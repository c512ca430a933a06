//! Timestamp search over the major block index
//!
//! The index is a ring of `major_block_count` entries.  The entry at
//! `current_major_block` is being filled and is never trusted; entries with a
//! zero duration have never been written and mark the start of the archive.

use fa_format::DataIndex;
use fa_storage::Archive;
use thiserror::Error;

/// Blocks after the current block skipped by the binary search.
pub const INDEX_SKIP: u32 = 2;

/// Largest timestamp discontinuity between adjacent blocks not counted as a
/// gap, in microseconds.
pub const MAX_DELTA_T: i64 = 1000;

/// Read access to the block index
pub trait IndexAccess {
    fn block_count(&self) -> u32;
    fn current_block(&self) -> u32;
    fn major_sample_count(&self) -> u32;
    fn entry(&self, block: u32) -> DataIndex;
}

impl IndexAccess for Archive {
    fn block_count(&self) -> u32 {
        self.header().major_block_count
    }

    fn current_block(&self) -> u32 {
        self.header().current_major_block
    }

    fn major_sample_count(&self) -> u32 {
        self.header().major_sample_count
    }

    fn entry(&self, block: u32) -> DataIndex {
        self.index_entry(block)
    }
}

/// Sample position in the archive: major block and FA sample offset into it
#[derive(Debug, Clone, Copy, PartialEq, Eq)]
pub struct IndexPosition {
    pub block: u32,
    pub offset: u32,
}

#[derive(Debug, Clone, PartialEq, Eq, Error)]
pub enum SearchError {
    #[error("Start time too late")]
    StartTooLate,

    #[error("Start time too early")]
    StartTooEarly,

    #[error("Start time in data gap")]
    StartInGap,

    #[error("End time too late")]
    EndTooLate,

    #[error("No data in selected range")]
    NoData,
}

/// Finds the latest block starting no later than `timestamp`.
///
/// The current block is never inspected.  Also returns whether the block
/// found is the first in the archive, to help report requests which start
/// too early.
pub fn binary_search(index: &impl IndexAccess, timestamp: u64) -> (u32, bool) {
    let n = index.block_count();
    let current = index.current_block();
    let start = (current + 1 + INDEX_SKIP) % n;
    let mut low = start;
    let mut high = current;
    while (low + 1) % n != high {
        let mid = if low < high {
            (low + high) / 2
        } else {
            ((low + high + n) / 2) % n
        };
        if timestamp < index.entry(mid).timestamp {
            high = mid;
        } else {
            low = mid;
        }
    }

    let low_duration = index.entry(low).duration;
    let first_block = low_duration == 0 || low == start;
    if low_duration == 0 {
        (high, first_block)
    } else {
        (low, first_block)
    }
}

/// Start time of the block containing `timestamp`.
pub fn timestamp_to_index_ts(index: &impl IndexAccess, timestamp: u64) -> u64 {
    index.entry(binary_search(index, timestamp).0).timestamp
}

/// Converts a timestamp into a block and sample offset.  A timestamp falling
/// after the end of its block either moves on to the next block
/// (`skip_gap`) or is clamped to the last sample of the block.
fn timestamp_to_block(
    index: &impl IndexAccess,
    timestamp: u64,
    skip_gap: bool,
) -> (IndexPosition, bool) {
    let (mut block, mut first_block) = binary_search(index, timestamp);
    let entry = index.entry(block);
    let block_size = index.major_sample_count();
    let duration = entry.duration as u64;
    let offset = if timestamp < entry.timestamp {
        0
    } else if timestamp - entry.timestamp < duration {
        ((timestamp - entry.timestamp) * block_size as u64 / duration) as u32
    } else if skip_gap {
        block = (block + 1) % index.block_count();
        first_block = false;
        0
    } else {
        block_size - 1
    };
    (IndexPosition { block, offset }, first_block)
}

/// FA samples from `position` up to the current block.
pub fn samples_available(index: &impl IndexAccess, position: IndexPosition) -> u64 {
    let current = index.current_block();
    let blocks = if current >= position.block {
        current - position.block
    } else {
        index.block_count() - position.block + current
    };
    blocks as u64 * index.major_sample_count() as u64 - position.offset as u64
}

/// Locates the first sample at or after `timestamp` and counts the FA
/// samples available from there.
pub fn timestamp_to_start(
    index: &impl IndexAccess,
    timestamp: u64,
    all_data: bool,
) -> Result<(IndexPosition, u64), SearchError> {
    let (position, first_block) = timestamp_to_block(index, timestamp, true);
    if position.block == index.current_block() {
        return Err(SearchError::StartTooLate);
    }
    if !all_data && index.entry(position.block).timestamp > timestamp {
        return Err(if first_block {
            SearchError::StartTooEarly
        } else {
            SearchError::StartInGap
        });
    }
    Ok((position, samples_available(index, position)))
}

/// Locates the sample at `timestamp` as the end of a range starting in
/// `start_block`.
pub fn timestamp_to_end(
    index: &impl IndexAccess,
    timestamp: u64,
    all_data: bool,
    start_block: u32,
) -> Result<IndexPosition, SearchError> {
    let current = index.current_block();
    let (position, _) = timestamp_to_block(index, timestamp, false);
    let entry = index.entry(position.block);
    let end_timestamp = entry.timestamp + entry.duration as u64;
    if !all_data && timestamp > end_timestamp {
        return Err(SearchError::EndTooLate);
    }
    // The end can only precede the start if the current block lies between
    let block = position.block;
    if block >= start_block || (block < current && current < start_block) {
        Ok(position)
    } else {
        Err(SearchError::NoData)
    }
}

/// A run of consecutive index blocks being scanned for gaps
#[derive(Debug, Clone, Copy, PartialEq, Eq)]
pub struct BlockRun {
    /// Block last inspected
    pub block: u32,
    /// Blocks in the run from `block` onwards
    pub remaining: u32,
}

/// Advances `run` to the next block which does not follow on from its
/// predecessor, returning false if the run ends first.
///
/// Blocks follow on when the timestamp is within [`MAX_DELTA_T`] of the end
/// of the previous block and, with `check_id0`, id_zero advanced by exactly
/// one major block of samples.
pub fn find_gap(index: &impl IndexAccess, check_id0: bool, run: &mut BlockRun) -> bool {
    let n = index.block_count();
    let step = index.major_sample_count();
    let entry = index.entry(run.block);
    let mut timestamp = entry.timestamp + entry.duration as u64;
    let mut id_zero = entry.id_zero.wrapping_add(step);
    while run.remaining > 1 {
        run.remaining -= 1;
        run.block = (run.block + 1) % n;

        let entry = index.entry(run.block);
        let delta_t = entry.timestamp.wrapping_sub(timestamp) as i64;
        if (check_id0 && entry.id_zero != id_zero) || !(-MAX_DELTA_T..=MAX_DELTA_T).contains(&delta_t)
        {
            return true;
        }
        timestamp = entry.timestamp + entry.duration as u64;
        id_zero = entry.id_zero.wrapping_add(step);
    }
    false
}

→ **The task**: Reproduce every line of the records containing the string "header".

→ **Written solution**:
        self.header().major_block_count
        self.header().current_major_block
        self.header().major_sample_count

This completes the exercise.